In a bid to resolve the situation, Ollie withdraws his and his wife's savings to purchase the furniture outright, but inadvertently squanders most of the money on a grandfather clock at an auction, only for it to be destroyed as he and Stan are transporting it home. As a result of this, Ollie is beaten by his wife with a frying pan, resulting in serious injuries requiring a hospital visit.

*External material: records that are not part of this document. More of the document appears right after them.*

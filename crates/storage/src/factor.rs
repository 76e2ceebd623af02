use std::sync::Arc;

use bson::doc;
use eyre::Error;
use futures_util::TryStreamExt as _;
use model::{factor::EmissionFactor, session::Session};
use mongodb::{options::IndexOptions, Collection, IndexModel};

pub(crate) const COLLECTION: &str = "emission_factors";

#[derive(Clone)]
pub struct FactorStore {
    store: Arc<Collection<EmissionFactor>>,
}

impl FactorStore {
    pub(crate) async fn new(db: &mongodb::Database) -> Result<Self, Error> {
        let store = db.collection(COLLECTION);
        let index = IndexModel::builder()
            .keys(doc! { "category": 1, "activity": 1 })
            .options(IndexOptions::builder().unique(true).build())
            .build();
        store.create_index(index).await?;
        Ok(FactorStore {
            store: Arc::new(store),
        })
    }

    /// Exact, case-sensitive match on the pair.
    pub async fn find(
        &self,
        session: &mut Session,
        category: &str,
        activity: &str,
    ) -> Result<Option<EmissionFactor>, Error> {
        Ok(self
            .store
            .find_one(doc! { "category": category, "activity": activity })
            .session(session)
            .await?)
    }

    pub async fn list(&self, session: &mut Session) -> Result<Vec<EmissionFactor>, Error> {
        let mut cursor = self
            .store
            .find(doc! {})
            .sort(doc! { "category": 1, "activity": 1 })
            .session(&mut *session)
            .await?;
        Ok(cursor.stream(&mut *session).try_collect().await?)
    }

    /// Inserts the factor or updates the value, unit and source of the existing pair.
    /// The id of an existing pair is kept so logs keep pointing at it.
    pub async fn upsert(&self, session: &mut Session, factor: &EmissionFactor) -> Result<(), Error> {
        self.store
            .update_one(
                doc! { "category": factor.category.as_str(), "activity": factor.activity.as_str() },
                doc! {
                    "$set": {
                        "factor": factor.factor,
                        "unit": factor.unit.as_str(),
                        "source": factor.source.as_str(),
                    },
                    "$setOnInsert": { "_id": factor.id },
                },
            )
            .upsert(true)
            .session(session)
            .await?;
        Ok(())
    }
}
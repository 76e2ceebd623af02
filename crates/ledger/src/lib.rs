use ai::Ai;
use service::{
    analytics::Analytics, factors::Factors, logs::Logs, recommendations::Recommendations,
    structure::Structure,
};
use storage::{session::Db, Storage};

pub mod service;

#[derive(Clone)]
pub struct Ledger {
    pub db: Db,
    pub structure: Structure,
    pub factors: Factors,
    pub logs: Logs,
    pub analytics: Analytics,
    pub recommendations: Recommendations,
}

impl Ledger {
    pub fn new(storage: Storage, ai: Ai) -> Self {
        let structure = Structure::new(
            storage.organizations,
            storage.branches,
            storage.departments,
        );
        let factors = Factors::new(storage.factors);
        let logs = Logs::new(storage.logs.clone(), structure.clone(), factors.clone());
        let analytics = Analytics::new(storage.logs);
        let recommendations = Recommendations::new(analytics.clone(), ai);
        Ledger {
            db: storage.db,
            structure,
            factors,
            logs,
            analytics,
            recommendations,
        }
    }
}
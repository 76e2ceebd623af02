pub mod aggregation;

use chrono::NaiveDate;
use log::debug;
use model::{
    errors::LedgerError,
    scope::Scope,
    session::Session,
    statistics::{
        emissions::{CategoryTotal, DepartmentTotal, EmissionTotal, TimeBucket},
        period::Period,
    },
};
use storage::logs::LogStore;

#[derive(Clone)]
pub struct Analytics {
    logs: LogStore,
}

impl Analytics {
    pub fn new(logs: LogStore) -> Self {
        Analytics { logs }
    }

    /// Database rollup, one row or none when the scope has no logs.
    pub async fn total(
        &self,
        session: &mut Session,
        scope: Scope,
    ) -> Result<Vec<EmissionTotal>, LedgerError> {
        Ok(self.logs.total(session, scope).await?)
    }

    pub async fn total_emissions(
        &self,
        session: &mut Session,
        scope: Scope,
    ) -> Result<Option<f64>, LedgerError> {
        let totals = self.total(session, scope).await?;
        Ok(totals.first().map(|total| total.total_emissions))
    }

    pub async fn by_time(
        &self,
        session: &mut Session,
        scope: Scope,
        period: Period,
        from: Option<NaiveDate>,
        to: Option<NaiveDate>,
    ) -> Result<Vec<TimeBucket>, LedgerError> {
        check_range(from, to)?;
        let rows = self.logs.rows(session, scope, from, to).await?;
        debug!("{} {}: {} rows by {}", scope.label(), scope.id(), rows.len(), period);
        Ok(aggregation::by_time(&rows, period))
    }

    pub async fn by_category(
        &self,
        session: &mut Session,
        scope: Scope,
    ) -> Result<Vec<CategoryTotal>, LedgerError> {
        let rows = self.logs.rows(session, scope, None, None).await?;
        Ok(aggregation::by_category(&rows))
    }

    pub async fn by_department(
        &self,
        session: &mut Session,
        scope: Scope,
    ) -> Result<Vec<DepartmentTotal>, LedgerError> {
        let rows = self.logs.rows(session, scope, None, None).await?;
        Ok(aggregation::by_department(&rows))
    }
}

/// Both ends are inclusive; an inverted range is rejected.
pub fn check_range(from: Option<NaiveDate>, to: Option<NaiveDate>) -> Result<(), LedgerError> {
    match (from, to) {
        (Some(from), Some(to)) if from > to => Err(LedgerError::InvalidRange { from, to }),
        _ => Ok(()),
    }
}
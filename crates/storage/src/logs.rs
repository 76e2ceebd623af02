use std::sync::Arc;

use bson::{doc, from_document, Document};
use chrono::NaiveDate;
use eyre::Error;
use futures_util::TryStreamExt as _;
use log::debug;
use model::{
    log::EmissionLog,
    scope::Scope,
    session::Session,
    statistics::emissions::{EmissionTotal, LogRow},
};
use mongodb::{Collection, IndexModel};

use crate::{branch, department, factor};

const COLLECTION: &str = "carbon_logs";
const DATE_FORMAT: &str = "%Y-%m-%d";

#[derive(Clone)]
pub struct LogStore {
    store: Arc<Collection<EmissionLog>>,
}

impl LogStore {
    pub(crate) async fn new(db: &mongodb::Database) -> Result<Self, Error> {
        let store = db.collection(COLLECTION);
        store
            .create_index(IndexModel::builder().keys(doc! { "dept_id": 1 }).build())
            .await?;
        store
            .create_index(
                IndexModel::builder()
                    .keys(doc! { "activity_date": -1 })
                    .build(),
            )
            .await?;
        Ok(LogStore {
            store: Arc::new(store),
        })
    }

    pub async fn insert(&self, session: &mut Session, entry: &EmissionLog) -> Result<(), Error> {
        self.store.insert_one(entry).session(session).await?;
        Ok(())
    }

    /// Single batch write.
    pub async fn insert_many(
        &self,
        session: &mut Session,
        entries: &[EmissionLog],
    ) -> Result<(), Error> {
        if entries.is_empty() {
            return Ok(());
        }
        self.store.insert_many(entries).session(session).await?;
        Ok(())
    }

    /// Logs of the scope joined with their department name and factor category.
    pub async fn rows(
        &self,
        session: &mut Session,
        scope: Scope,
        from: Option<NaiveDate>,
        to: Option<NaiveDate>,
    ) -> Result<Vec<LogRow>, Error> {
        let pipeline = rows_pipeline(scope, from, to);
        debug!("rows pipeline: {:?}", pipeline);
        let mut cursor = self
            .store
            .aggregate(pipeline)
            .session(&mut *session)
            .await?;
        let docs: Vec<Document> = cursor.stream(&mut *session).try_collect().await?;
        docs.into_iter()
            .map(|doc| from_document(doc).map_err(Error::from))
            .collect()
    }

    /// Rollup computed by the database. Empty when the scope has no logs.
    pub async fn total(
        &self,
        session: &mut Session,
        scope: Scope,
    ) -> Result<Vec<EmissionTotal>, Error> {
        let mut cursor = self
            .store
            .aggregate(total_pipeline(scope))
            .session(&mut *session)
            .await?;
        let docs: Vec<Document> = cursor.stream(&mut *session).try_collect().await?;
        docs.into_iter()
            .map(|doc| from_document(doc).map_err(Error::from))
            .collect()
    }
}

/// Joins log -> department -> branch as far as the scope needs and filters on it.
fn scope_stages(scope: Scope) -> Vec<Document> {
    let lookup_dept = doc! {
        "$lookup": {
            "from": department::COLLECTION,
            "localField": "dept_id",
            "foreignField": "_id",
            "as": "dept",
        }
    };
    let unwind_dept = doc! { "$unwind": "$dept" };

    match scope {
        Scope::Department(id) => vec![
            doc! { "$match": { "dept_id": id } },
            lookup_dept,
            unwind_dept,
        ],
        Scope::Branch(id) => vec![
            lookup_dept,
            unwind_dept,
            doc! { "$match": { "dept.branch_id": id } },
        ],
        Scope::Organization(id) => vec![
            lookup_dept,
            unwind_dept,
            doc! {
                "$lookup": {
                    "from": branch::COLLECTION,
                    "localField": "dept.branch_id",
                    "foreignField": "_id",
                    "as": "branch",
                }
            },
            doc! { "$unwind": "$branch" },
            doc! { "$match": { "branch.org_id": id } },
        ],
    }
}

fn date_stage(from: Option<NaiveDate>, to: Option<NaiveDate>) -> Option<Document> {
    let mut range = Document::new();
    if let Some(from) = from {
        range.insert("$gte", from.format(DATE_FORMAT).to_string());
    }
    if let Some(to) = to {
        range.insert("$lte", to.format(DATE_FORMAT).to_string());
    }
    if range.is_empty() {
        None
    } else {
        Some(doc! { "$match": { "activity_date": range } })
    }
}

pub(crate) fn rows_pipeline(
    scope: Scope,
    from: Option<NaiveDate>,
    to: Option<NaiveDate>,
) -> Vec<Document> {
    let mut pipeline: Vec<Document> = date_stage(from, to).into_iter().collect();
    pipeline.extend(scope_stages(scope));
    pipeline.push(doc! {
        "$lookup": {
            "from": factor::COLLECTION,
            "localField": "factor_id",
            "foreignField": "_id",
            "as": "factor",
        }
    });
    pipeline.push(doc! {
        "$project": {
            "_id": 0,
            "dept_id": 1,
            "dept_name": "$dept.name",
            "category": { "$arrayElemAt": ["$factor.category", 0] },
            "co2e_kg": 1,
            "activity_date": 1,
        }
    });
    pipeline
}

pub(crate) fn total_pipeline(scope: Scope) -> Vec<Document> {
    let mut pipeline = scope_stages(scope);
    pipeline.push(doc! {
        "$group": {
            "_id": null,
            "total_emissions": { "$sum": "$co2e_kg" },
            "entries": { "$sum": 1 },
        }
    });
    pipeline.push(doc! { "$project": { "_id": 0, "total_emissions": 1, "entries": 1 } });
    pipeline
}

#[cfg(test)]
mod tests {
    use bson::oid::ObjectId;

    use super::*;

    #[test]
    fn test_department_scope_matches_first() {
        let id = ObjectId::new();
        let pipeline = total_pipeline(Scope::Department(id));
        assert_eq!(pipeline[0], doc! { "$match": { "dept_id": id } });
        assert!(pipeline.iter().any(|stage| stage.contains_key("$group")));
    }

    #[test]
    fn test_organization_scope_joins_branches() {
        let id = ObjectId::new();
        let pipeline = rows_pipeline(Scope::Organization(id), None, None);
        let lookups = pipeline
            .iter()
            .filter_map(|stage| stage.get_document("$lookup").ok())
            .map(|lookup| lookup.get_str("from").unwrap_or_default().to_string())
            .collect::<Vec<_>>();
        assert_eq!(lookups, vec!["departments", "branches", "emission_factors"]);
        assert!(pipeline.contains(&doc! { "$match": { "branch.org_id": id } }));
    }

    #[test]
    fn test_branch_scope_filters_on_department_branch() {
        let id = ObjectId::new();
        let pipeline = rows_pipeline(Scope::Branch(id), None, None);
        assert!(pipeline.contains(&doc! { "$match": { "dept.branch_id": id } }));
        assert!(!pipeline.iter().any(|stage| stage
            .get_document("$lookup")
            .map(|lookup| matches!(lookup.get_str("from"), Ok("branches")))
            .unwrap_or(false)));
    }

    #[test]
    fn test_date_range_stage() {
        let from = NaiveDate::from_ymd_opt(2024, 1, 1);
        let to = NaiveDate::from_ymd_opt(2024, 6, 30);
        let pipeline = rows_pipeline(Scope::Department(ObjectId::new()), from, to);
        assert_eq!(
            pipeline[0],
            doc! { "$match": { "activity_date": { "$gte": "2024-01-01", "$lte": "2024-06-30" } } }
        );

        let pipeline = rows_pipeline(Scope::Department(ObjectId::new()), None, to);
        assert_eq!(
            pipeline[0],
            doc! { "$match": { "activity_date": { "$lte": "2024-06-30" } } }
        );
        assert_eq!(date_stage(None, None), None);
    }
}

The doctor enlists Stan as an unwilling blood donor for Ollie's transfusion, leading to a series of comical errors with the equipment. The machine malfunctions, causing several back-and-forth exchanges of blood between the two, ultimately culminating in the machine's explosion. When they leave the hospital, Stan and Ollie discover that their physical appearances have been interchanged, prompting them to engage in imitations of each other's mannerisms, comically embodying each other's identities, including voices and signature catchphrases.

==Cast==

List of cast members
| Name | Role |
| Stan Laurel | --- Stanley |
| Oliver Hardy | --- Ollie |
| Daphne Pollard | --- Mrs. Daphne Hardy |
| James Finlayson | --- Mr. Finlayson |
Uncredited
| Harry Bowen | --- auctioneer |
| Ed Brandenburg | --- bank teller |
| Allan Cavan | --- Dr. F. D. Allen |
| Baldwin Cooke | --- hospital visitor |
| Lester Dorr | --- man at auction |
| Bess Flowers | --- nurse |
| Gladys Gale | --- auction bidder |
| Grace Goodall | --- nurse Goodall |
| Charlie Hall | --- bank teller |

==Production notes==
At three points in the film, Laurel and Hardy drag the next scene into the frame from off-camera. This effect was achieved with the optical-printing device known as a wipe.